■ Try it: Please reproduce each of the entries below exactly as they appear.

++++

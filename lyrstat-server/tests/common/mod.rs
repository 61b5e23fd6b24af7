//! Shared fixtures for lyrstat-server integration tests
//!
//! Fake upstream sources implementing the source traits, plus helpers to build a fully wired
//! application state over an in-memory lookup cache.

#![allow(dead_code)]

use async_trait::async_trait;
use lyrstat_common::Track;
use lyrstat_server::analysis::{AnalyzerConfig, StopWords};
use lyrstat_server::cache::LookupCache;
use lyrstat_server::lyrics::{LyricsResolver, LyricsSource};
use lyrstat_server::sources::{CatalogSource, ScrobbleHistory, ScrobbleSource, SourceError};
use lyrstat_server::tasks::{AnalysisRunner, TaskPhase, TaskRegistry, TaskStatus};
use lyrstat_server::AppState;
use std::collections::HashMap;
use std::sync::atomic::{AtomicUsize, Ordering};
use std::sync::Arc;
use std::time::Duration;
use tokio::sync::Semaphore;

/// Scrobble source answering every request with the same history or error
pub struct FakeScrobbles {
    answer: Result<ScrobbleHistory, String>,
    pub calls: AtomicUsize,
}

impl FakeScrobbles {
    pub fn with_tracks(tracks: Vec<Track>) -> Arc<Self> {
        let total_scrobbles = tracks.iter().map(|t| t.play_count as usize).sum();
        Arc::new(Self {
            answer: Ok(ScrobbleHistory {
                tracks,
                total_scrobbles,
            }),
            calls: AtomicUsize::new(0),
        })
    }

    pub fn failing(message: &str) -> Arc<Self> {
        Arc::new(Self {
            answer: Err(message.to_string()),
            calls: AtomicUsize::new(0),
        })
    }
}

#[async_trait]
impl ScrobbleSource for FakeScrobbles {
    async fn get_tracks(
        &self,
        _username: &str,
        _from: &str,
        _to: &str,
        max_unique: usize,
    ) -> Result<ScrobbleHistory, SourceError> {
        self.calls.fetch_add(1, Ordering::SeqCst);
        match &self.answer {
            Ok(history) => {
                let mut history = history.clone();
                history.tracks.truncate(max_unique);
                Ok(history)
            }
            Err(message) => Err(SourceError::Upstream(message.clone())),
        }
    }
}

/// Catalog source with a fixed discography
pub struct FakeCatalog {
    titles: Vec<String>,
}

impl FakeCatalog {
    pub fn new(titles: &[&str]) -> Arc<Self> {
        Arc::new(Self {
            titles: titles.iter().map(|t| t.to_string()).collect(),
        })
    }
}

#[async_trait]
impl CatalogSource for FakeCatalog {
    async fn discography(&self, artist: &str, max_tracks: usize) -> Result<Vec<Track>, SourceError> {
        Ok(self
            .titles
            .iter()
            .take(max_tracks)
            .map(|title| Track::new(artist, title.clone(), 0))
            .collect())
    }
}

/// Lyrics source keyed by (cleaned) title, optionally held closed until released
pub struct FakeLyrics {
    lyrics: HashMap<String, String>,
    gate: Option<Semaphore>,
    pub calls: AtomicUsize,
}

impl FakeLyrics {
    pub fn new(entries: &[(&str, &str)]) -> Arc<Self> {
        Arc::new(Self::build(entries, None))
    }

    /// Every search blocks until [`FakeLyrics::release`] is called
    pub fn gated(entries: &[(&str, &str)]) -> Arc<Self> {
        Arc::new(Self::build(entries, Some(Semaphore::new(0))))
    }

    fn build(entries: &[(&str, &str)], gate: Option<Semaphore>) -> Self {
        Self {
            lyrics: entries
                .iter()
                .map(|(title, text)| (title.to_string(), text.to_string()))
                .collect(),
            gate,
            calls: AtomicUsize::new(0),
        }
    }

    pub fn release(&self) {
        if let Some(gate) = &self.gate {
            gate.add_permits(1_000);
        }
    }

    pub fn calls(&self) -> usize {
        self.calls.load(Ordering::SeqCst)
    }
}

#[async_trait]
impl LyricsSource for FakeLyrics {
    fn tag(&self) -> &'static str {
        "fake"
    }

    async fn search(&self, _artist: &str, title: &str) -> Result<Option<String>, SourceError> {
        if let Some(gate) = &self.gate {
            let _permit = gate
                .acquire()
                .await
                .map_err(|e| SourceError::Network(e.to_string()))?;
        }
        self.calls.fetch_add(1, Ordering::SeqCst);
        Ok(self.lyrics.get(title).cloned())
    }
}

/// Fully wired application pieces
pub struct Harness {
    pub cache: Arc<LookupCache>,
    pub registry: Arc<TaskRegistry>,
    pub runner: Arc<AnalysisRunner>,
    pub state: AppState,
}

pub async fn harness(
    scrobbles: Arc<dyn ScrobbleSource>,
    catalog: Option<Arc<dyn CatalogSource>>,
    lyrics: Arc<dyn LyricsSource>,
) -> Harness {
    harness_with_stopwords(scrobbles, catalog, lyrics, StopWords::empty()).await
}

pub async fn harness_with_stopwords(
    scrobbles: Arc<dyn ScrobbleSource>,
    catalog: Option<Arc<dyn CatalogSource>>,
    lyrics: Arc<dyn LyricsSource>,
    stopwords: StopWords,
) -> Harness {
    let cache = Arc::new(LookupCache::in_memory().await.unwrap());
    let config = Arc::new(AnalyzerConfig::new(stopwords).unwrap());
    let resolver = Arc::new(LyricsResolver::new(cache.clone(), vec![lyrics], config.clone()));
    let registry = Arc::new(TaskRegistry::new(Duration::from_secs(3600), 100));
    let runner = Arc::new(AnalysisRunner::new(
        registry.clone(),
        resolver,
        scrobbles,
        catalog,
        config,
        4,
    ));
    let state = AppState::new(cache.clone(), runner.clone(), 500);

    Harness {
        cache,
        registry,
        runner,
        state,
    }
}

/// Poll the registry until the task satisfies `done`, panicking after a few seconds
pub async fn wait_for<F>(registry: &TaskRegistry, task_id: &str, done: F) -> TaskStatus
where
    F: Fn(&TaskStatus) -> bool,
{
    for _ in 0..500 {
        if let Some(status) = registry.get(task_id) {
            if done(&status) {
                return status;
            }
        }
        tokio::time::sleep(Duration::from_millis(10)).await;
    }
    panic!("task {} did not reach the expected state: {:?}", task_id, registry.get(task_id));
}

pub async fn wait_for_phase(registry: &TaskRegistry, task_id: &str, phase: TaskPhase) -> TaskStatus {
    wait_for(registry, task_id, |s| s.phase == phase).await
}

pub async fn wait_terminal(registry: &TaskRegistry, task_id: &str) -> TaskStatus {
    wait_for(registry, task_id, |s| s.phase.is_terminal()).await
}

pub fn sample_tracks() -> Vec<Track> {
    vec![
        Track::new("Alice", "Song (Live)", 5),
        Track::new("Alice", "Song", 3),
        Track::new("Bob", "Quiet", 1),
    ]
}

++++

■ Problem solution:
filename lyrstat-server/tests/common/mod.rs
repository 61b5e23fd6b24af7
//! Shared fixtures for lyrstat-server integration tests
//!
//! Fake upstream sources implementing the source traits, plus helpers to build a fully wired
//! application state over an in-memory lookup cache.

#![allow(dead_code)]

use async_trait::async_trait;
use lyrstat_common::Track;
use lyrstat_server::analysis::{AnalyzerConfig, StopWords};
use lyrstat_server::cache::LookupCache;
use lyrstat_server::lyrics::{LyricsResolver, LyricsSource};
use lyrstat_server::sources::{CatalogSource, ScrobbleHistory, ScrobbleSource, SourceError};
use lyrstat_server::tasks::{AnalysisRunner, TaskPhase, TaskRegistry, TaskStatus};
use lyrstat_server::AppState;
use std::collections::HashMap;
use std::sync::atomic::{AtomicUsize, Ordering};
use std::sync::Arc;
use std::time::Duration;
use tokio::sync::Semaphore;

/// Scrobble source answering every request with the same history or error
pub struct FakeScrobbles {
    answer: Result<ScrobbleHistory, String>,
    pub calls: AtomicUsize,
}

impl FakeScrobbles {
    pub fn with_tracks(tracks: Vec<Track>) -> Arc<Self> {
        let total_scrobbles = tracks.iter().map(|t| t.play_count as usize).sum();
        Arc::new(Self {
            answer: Ok(ScrobbleHistory {
                tracks,
                total_scrobbles,
            }),
            calls: AtomicUsize::new(0),
        })
    }

    pub fn failing(message: &str) -> Arc<Self> {
        Arc::new(Self {
            answer: Err(message.to_string()),
            calls: AtomicUsize::new(0),
        })
    }
}

#[async_trait]
impl ScrobbleSource for FakeScrobbles {
    async fn get_tracks(
        &self,
        _username: &str,
        _from: &str,
        _to: &str,
        max_unique: usize,
    ) -> Result<ScrobbleHistory, SourceError> {
        self.calls.fetch_add(1, Ordering::SeqCst);
        match &self.answer {
            Ok(history) => {
                let mut history = history.clone();
                history.tracks.truncate(max_unique);
                Ok(history)
            }
            Err(message) => Err(SourceError::Upstream(message.clone())),
        }
    }
}

/// Catalog source with a fixed discography
pub struct FakeCatalog {
    titles: Vec<String>,
}

impl FakeCatalog {
    pub fn new(titles: &[&str]) -> Arc<Self> {
        Arc::new(Self {
            titles: titles.iter().map(|t| t.to_string()).collect(),
        })
    }
}

#[async_trait]
impl CatalogSource for FakeCatalog {
    async fn discography(&self, artist: &str, max_tracks: usize) -> Result<Vec<Track>, SourceError> {
        Ok(self
            .titles
            .iter()
            .take(max_tracks)
            .map(|title| Track::new(artist, title.clone(), 0))
            .collect())
    }
}

/// Lyrics source keyed by (cleaned) title, optionally held closed until released
pub struct FakeLyrics {
    lyrics: HashMap<String, String>,
    gate: Option<Semaphore>,
    pub calls: AtomicUsize,
}

impl FakeLyrics {
    pub fn new(entries: &[(&str, &str)]) -> Arc<Self> {
        Arc::new(Self::build(entries, None))
    }

    /// Every search blocks until [`FakeLyrics::release`] is called
    pub fn gated(entries: &[(&str, &str)]) -> Arc<Self> {
        Arc::new(Self::build(entries, Some(Semaphore::new(0))))
    }

    fn build(entries: &[(&str, &str)], gate: Option<Semaphore>) -> Self {
        Self {
            lyrics: entries
                .iter()
                .map(|(title, text)| (title.to_string(), text.to_string()))
                .collect(),
            gate,
            calls: AtomicUsize::new(0),
        }
    }

    pub fn release(&self) {
        if let Some(gate) = &self.gate {
            gate.add_permits(1_000);
        }
    }

    pub fn calls(&self) -> usize {
        self.calls.load(Ordering::SeqCst)
    }
}

#[async_trait]
impl LyricsSource for FakeLyrics {
    fn tag(&self) -> &'static str {
        "fake"
    }

    async fn search(&self, _artist: &str, title: &str) -> Result<Option<String>, SourceError> {
        if let Some(gate) = &self.gate {
            let _permit = gate
                .acquire()
                .await
                .map_err(|e| SourceError::Network(e.to_string()))?;
        }
        self.calls.fetch_add(1, Ordering::SeqCst);
        Ok(self.lyrics.get(title).cloned())
    }
}

/// Fully wired application pieces
pub struct Harness {
    pub cache: Arc<LookupCache>,
    pub registry: Arc<TaskRegistry>,
    pub runner: Arc<AnalysisRunner>,
    pub state: AppState,
}

pub async fn harness(
    scrobbles: Arc<dyn ScrobbleSource>,
    catalog: Option<Arc<dyn CatalogSource>>,
    lyrics: Arc<dyn LyricsSource>,
) -> Harness {
    harness_with_stopwords(scrobbles, catalog, lyrics, StopWords::empty()).await
}

pub async fn harness_with_stopwords(
    scrobbles: Arc<dyn ScrobbleSource>,
    catalog: Option<Arc<dyn CatalogSource>>,
    lyrics: Arc<dyn LyricsSource>,
    stopwords: StopWords,
) -> Harness {
    let cache = Arc::new(LookupCache::in_memory().await.unwrap());
    let config = Arc::new(AnalyzerConfig::new(stopwords).unwrap());
    let resolver = Arc::new(LyricsResolver::new(cache.clone(), vec![lyrics], config.clone()));
    let registry = Arc::new(TaskRegistry::new(Duration::from_secs(3600), 100));
    let runner = Arc::new(AnalysisRunner::new(
        registry.clone(),
        resolver,
        scrobbles,
        catalog,
        config,
        4,
    ));
    let state = AppState::new(cache.clone(), runner.clone(), 500);

    Harness {
        cache,
        registry,
        runner,
        state,
    }
}

/// Poll the registry until the task satisfies `done`, panicking after a few seconds
pub async fn wait_for<F>(registry: &TaskRegistry, task_id: &str, done: F) -> TaskStatus
where
    F: Fn(&TaskStatus) -> bool,
{
    for _ in 0..500 {
        if let Some(status) = registry.get(task_id) {
            if done(&status) {
                return status;
            }
        }
        tokio::time::sleep(Duration::from_millis(10)).await;
    }
    panic!("task {} did not reach the expected state: {:?}", task_id, registry.get(task_id));
}

pub async fn wait_for_phase(registry: &TaskRegistry, task_id: &str, phase: TaskPhase) -> TaskStatus {
    wait_for(registry, task_id, |s| s.phase == phase).await
}

pub async fn wait_terminal(registry: &TaskRegistry, task_id: &str) -> TaskStatus {
    wait_for(registry, task_id, |s| s.phase.is_terminal()).await
}

pub fn sample_tracks() -> Vec<Track> {
    vec![
        Track::new("Alice", "Song (Live)", 5),
        Track::new("Alice", "Song", 3),
        Track::new("Bob", "Quiet", 1),
    ]
}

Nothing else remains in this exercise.